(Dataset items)
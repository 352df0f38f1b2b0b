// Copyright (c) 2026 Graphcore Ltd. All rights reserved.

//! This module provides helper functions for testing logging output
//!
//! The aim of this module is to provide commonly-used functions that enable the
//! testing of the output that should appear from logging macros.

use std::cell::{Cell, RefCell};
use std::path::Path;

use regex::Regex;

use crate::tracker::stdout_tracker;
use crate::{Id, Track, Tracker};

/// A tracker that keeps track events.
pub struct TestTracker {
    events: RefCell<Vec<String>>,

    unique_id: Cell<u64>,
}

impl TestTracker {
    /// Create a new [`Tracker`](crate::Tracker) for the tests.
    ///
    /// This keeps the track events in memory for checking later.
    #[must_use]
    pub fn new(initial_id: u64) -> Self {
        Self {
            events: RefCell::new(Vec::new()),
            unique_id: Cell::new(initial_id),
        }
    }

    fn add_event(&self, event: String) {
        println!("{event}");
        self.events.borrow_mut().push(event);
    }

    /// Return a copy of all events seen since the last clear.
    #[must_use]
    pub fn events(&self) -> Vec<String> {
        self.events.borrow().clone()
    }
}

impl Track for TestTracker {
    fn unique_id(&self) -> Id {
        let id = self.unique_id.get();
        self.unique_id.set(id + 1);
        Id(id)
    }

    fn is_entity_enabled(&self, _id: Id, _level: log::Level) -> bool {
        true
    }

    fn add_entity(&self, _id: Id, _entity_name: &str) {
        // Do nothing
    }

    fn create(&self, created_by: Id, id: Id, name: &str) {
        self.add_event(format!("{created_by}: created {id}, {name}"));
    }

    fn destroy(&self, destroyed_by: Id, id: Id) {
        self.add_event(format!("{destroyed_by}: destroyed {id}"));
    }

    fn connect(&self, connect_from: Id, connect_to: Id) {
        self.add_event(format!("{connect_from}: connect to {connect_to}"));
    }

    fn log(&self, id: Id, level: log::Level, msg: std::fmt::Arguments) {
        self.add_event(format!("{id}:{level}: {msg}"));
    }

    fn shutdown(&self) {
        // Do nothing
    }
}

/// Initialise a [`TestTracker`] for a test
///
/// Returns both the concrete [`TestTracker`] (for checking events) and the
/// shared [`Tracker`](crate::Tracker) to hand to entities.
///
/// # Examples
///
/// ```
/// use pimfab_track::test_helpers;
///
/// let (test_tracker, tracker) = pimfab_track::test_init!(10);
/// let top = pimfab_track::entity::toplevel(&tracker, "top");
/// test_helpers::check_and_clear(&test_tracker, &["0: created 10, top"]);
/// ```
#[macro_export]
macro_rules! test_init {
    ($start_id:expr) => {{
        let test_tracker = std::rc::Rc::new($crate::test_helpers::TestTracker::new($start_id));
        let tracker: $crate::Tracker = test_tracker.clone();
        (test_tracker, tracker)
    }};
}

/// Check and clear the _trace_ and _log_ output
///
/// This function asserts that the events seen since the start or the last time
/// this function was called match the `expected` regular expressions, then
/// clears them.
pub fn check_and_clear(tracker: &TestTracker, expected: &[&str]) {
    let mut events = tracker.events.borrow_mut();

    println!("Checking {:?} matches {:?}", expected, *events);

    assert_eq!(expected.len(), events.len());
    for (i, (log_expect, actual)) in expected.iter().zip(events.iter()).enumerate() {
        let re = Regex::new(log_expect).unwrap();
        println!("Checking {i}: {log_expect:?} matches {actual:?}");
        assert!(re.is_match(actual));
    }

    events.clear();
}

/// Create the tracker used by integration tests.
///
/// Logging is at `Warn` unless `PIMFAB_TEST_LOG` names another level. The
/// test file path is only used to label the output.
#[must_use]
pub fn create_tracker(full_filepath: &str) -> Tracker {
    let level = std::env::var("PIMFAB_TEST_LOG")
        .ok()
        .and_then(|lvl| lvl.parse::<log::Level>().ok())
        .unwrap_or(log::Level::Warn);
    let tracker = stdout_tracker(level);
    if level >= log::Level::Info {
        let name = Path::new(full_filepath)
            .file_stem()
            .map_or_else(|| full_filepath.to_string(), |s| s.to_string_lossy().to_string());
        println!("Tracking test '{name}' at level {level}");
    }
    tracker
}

* * *

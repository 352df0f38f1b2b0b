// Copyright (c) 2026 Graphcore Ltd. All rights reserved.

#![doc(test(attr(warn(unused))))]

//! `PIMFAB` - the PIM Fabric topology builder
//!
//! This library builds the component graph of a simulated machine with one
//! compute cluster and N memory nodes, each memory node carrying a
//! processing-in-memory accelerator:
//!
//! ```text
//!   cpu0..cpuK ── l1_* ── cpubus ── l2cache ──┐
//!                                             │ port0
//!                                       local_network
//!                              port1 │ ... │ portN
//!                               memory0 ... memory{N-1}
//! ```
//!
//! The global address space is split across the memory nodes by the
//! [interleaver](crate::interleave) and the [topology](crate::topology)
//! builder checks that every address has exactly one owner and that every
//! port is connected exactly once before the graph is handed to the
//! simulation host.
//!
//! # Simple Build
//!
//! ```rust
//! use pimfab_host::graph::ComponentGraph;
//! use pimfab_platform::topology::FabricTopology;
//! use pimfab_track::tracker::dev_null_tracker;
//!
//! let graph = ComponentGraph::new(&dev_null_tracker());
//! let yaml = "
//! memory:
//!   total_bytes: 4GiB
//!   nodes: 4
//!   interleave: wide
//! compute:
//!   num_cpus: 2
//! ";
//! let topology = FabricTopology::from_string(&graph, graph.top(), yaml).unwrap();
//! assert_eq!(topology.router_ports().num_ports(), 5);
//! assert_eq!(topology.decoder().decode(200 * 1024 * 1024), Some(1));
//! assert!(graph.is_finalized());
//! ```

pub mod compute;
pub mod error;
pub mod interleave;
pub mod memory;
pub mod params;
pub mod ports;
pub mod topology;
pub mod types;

---

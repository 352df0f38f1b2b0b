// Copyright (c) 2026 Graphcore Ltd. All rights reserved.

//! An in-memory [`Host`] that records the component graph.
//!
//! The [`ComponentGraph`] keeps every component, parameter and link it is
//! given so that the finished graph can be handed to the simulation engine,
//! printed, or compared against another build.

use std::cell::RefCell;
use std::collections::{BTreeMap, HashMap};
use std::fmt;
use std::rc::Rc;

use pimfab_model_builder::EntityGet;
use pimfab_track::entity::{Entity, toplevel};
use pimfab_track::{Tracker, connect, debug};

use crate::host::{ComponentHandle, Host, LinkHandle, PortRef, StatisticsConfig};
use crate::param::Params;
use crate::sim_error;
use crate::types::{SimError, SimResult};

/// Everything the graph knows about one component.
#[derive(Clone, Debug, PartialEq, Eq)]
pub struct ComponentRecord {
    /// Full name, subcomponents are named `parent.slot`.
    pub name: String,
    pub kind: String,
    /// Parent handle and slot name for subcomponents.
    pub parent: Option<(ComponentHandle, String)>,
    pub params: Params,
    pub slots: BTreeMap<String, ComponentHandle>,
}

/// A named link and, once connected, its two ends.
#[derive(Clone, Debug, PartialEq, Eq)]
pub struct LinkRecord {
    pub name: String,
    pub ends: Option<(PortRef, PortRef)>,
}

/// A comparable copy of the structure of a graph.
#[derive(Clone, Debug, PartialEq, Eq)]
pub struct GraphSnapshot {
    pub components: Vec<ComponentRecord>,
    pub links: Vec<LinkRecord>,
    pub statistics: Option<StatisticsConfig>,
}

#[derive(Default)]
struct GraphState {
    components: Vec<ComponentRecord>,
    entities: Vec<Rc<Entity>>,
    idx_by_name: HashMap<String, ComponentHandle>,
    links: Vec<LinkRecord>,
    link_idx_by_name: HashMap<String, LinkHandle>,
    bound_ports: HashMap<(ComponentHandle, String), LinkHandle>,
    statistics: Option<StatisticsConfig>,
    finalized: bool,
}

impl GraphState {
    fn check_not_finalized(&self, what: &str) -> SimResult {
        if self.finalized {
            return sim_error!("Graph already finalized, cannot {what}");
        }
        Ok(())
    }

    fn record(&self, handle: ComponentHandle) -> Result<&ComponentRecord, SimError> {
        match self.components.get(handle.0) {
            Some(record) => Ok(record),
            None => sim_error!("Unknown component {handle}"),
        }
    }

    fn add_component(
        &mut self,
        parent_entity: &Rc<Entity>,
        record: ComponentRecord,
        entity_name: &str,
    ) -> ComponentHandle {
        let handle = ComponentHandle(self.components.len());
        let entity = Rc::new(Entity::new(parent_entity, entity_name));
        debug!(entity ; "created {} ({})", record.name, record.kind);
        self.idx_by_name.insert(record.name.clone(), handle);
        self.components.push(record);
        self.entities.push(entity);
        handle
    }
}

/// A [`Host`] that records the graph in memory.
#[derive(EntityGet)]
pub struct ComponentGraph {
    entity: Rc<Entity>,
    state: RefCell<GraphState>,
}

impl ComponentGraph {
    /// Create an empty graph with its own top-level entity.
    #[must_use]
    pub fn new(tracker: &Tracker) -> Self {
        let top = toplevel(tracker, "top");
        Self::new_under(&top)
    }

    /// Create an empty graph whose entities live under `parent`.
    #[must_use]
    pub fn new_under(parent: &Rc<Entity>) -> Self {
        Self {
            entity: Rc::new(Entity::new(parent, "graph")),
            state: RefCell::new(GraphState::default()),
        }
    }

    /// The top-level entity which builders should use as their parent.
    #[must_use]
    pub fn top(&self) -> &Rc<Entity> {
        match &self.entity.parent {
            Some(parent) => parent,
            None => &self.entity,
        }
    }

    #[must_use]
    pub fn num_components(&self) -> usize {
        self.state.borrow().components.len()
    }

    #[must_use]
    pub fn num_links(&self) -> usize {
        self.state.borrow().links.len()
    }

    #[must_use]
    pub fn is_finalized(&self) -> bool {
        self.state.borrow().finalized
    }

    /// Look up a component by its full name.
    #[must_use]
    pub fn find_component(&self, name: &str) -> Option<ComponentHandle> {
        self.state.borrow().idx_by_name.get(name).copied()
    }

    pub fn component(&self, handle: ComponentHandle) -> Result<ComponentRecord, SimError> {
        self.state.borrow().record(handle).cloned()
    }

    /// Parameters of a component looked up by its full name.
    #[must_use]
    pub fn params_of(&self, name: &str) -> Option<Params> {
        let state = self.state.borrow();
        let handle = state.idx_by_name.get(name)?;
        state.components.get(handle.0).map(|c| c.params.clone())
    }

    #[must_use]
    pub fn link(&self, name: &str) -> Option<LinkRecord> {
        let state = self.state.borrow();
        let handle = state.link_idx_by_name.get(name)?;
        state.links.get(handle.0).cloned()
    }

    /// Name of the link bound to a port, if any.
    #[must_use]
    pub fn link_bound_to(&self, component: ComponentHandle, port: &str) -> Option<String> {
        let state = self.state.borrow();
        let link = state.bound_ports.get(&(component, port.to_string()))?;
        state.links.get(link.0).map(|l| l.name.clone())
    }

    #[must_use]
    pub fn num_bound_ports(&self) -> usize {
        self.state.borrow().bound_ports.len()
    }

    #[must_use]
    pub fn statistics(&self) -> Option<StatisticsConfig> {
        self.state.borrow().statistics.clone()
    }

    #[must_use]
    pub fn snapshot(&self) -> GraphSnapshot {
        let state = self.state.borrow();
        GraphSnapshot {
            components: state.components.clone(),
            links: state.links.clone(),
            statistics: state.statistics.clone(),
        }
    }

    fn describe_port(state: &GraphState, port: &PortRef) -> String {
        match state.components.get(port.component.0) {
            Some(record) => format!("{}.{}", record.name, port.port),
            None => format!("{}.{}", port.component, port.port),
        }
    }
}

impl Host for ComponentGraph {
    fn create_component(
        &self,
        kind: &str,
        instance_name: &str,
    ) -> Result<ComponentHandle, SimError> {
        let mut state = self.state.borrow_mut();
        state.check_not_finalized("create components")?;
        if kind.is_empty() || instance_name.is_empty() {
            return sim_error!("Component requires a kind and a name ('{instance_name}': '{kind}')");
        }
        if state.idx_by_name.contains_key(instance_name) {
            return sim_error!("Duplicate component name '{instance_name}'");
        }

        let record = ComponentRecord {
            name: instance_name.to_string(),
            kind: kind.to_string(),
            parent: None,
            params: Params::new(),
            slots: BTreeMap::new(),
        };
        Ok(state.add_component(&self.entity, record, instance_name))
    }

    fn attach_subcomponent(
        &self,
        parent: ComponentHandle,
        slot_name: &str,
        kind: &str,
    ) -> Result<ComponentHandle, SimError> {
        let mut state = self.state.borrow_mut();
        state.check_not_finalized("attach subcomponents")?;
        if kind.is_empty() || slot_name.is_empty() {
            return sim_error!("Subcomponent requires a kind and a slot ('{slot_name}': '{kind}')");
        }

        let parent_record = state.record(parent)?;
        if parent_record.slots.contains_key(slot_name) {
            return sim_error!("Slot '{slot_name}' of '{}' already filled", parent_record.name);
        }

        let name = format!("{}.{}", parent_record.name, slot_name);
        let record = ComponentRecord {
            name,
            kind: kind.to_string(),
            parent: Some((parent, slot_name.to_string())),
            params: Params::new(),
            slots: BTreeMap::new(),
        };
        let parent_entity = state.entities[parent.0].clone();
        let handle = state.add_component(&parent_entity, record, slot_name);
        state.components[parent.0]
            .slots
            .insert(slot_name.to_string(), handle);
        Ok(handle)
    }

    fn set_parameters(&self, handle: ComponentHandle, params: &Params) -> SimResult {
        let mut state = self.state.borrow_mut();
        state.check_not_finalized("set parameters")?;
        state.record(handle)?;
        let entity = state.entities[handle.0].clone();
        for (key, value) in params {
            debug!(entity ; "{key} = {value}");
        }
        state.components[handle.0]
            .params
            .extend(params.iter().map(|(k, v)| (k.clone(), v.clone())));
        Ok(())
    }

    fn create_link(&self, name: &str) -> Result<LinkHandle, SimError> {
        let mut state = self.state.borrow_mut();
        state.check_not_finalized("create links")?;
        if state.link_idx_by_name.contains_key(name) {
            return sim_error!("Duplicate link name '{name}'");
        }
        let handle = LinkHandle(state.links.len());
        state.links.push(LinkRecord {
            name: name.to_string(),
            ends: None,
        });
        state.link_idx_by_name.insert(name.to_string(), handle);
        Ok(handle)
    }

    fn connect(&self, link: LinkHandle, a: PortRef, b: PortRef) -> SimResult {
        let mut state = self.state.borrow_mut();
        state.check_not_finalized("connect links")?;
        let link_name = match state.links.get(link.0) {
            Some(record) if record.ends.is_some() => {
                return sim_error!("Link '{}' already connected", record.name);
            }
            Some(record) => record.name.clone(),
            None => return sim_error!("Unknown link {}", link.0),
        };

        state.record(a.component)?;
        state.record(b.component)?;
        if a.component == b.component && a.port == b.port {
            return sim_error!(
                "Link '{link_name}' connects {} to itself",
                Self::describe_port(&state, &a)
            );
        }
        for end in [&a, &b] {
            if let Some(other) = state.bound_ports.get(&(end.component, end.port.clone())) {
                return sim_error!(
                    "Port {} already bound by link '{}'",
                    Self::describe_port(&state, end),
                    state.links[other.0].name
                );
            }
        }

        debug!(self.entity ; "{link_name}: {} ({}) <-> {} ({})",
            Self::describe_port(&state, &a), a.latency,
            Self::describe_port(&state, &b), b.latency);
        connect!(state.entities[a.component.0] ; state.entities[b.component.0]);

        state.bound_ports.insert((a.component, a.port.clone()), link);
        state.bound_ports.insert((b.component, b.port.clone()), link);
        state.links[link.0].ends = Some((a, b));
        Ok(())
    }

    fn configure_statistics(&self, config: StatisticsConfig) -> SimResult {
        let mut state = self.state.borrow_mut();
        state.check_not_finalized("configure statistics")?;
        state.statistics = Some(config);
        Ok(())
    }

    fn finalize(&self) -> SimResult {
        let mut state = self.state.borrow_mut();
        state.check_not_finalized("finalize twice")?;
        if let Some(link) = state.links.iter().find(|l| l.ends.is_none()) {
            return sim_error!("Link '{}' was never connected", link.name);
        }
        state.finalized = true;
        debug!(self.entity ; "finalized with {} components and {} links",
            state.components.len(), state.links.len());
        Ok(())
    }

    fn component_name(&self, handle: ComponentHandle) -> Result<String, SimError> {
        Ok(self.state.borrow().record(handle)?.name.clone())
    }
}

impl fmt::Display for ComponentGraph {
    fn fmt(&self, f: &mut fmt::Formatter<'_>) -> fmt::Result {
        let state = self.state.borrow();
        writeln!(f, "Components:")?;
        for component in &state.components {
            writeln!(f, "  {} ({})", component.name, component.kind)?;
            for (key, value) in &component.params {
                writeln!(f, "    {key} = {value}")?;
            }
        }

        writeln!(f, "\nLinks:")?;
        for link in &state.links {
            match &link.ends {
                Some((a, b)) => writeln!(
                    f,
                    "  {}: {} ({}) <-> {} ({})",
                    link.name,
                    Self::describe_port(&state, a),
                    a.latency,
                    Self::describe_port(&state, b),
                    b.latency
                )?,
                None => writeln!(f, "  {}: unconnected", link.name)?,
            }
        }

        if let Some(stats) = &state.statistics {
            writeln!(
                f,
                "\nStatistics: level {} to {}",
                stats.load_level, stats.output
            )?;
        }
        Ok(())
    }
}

TASK
Go through the records. Copy each line where "address" appears.

SOLUTION
//! The global address space is split across the memory nodes by the
//! builder checks that every address has exactly one owner and that every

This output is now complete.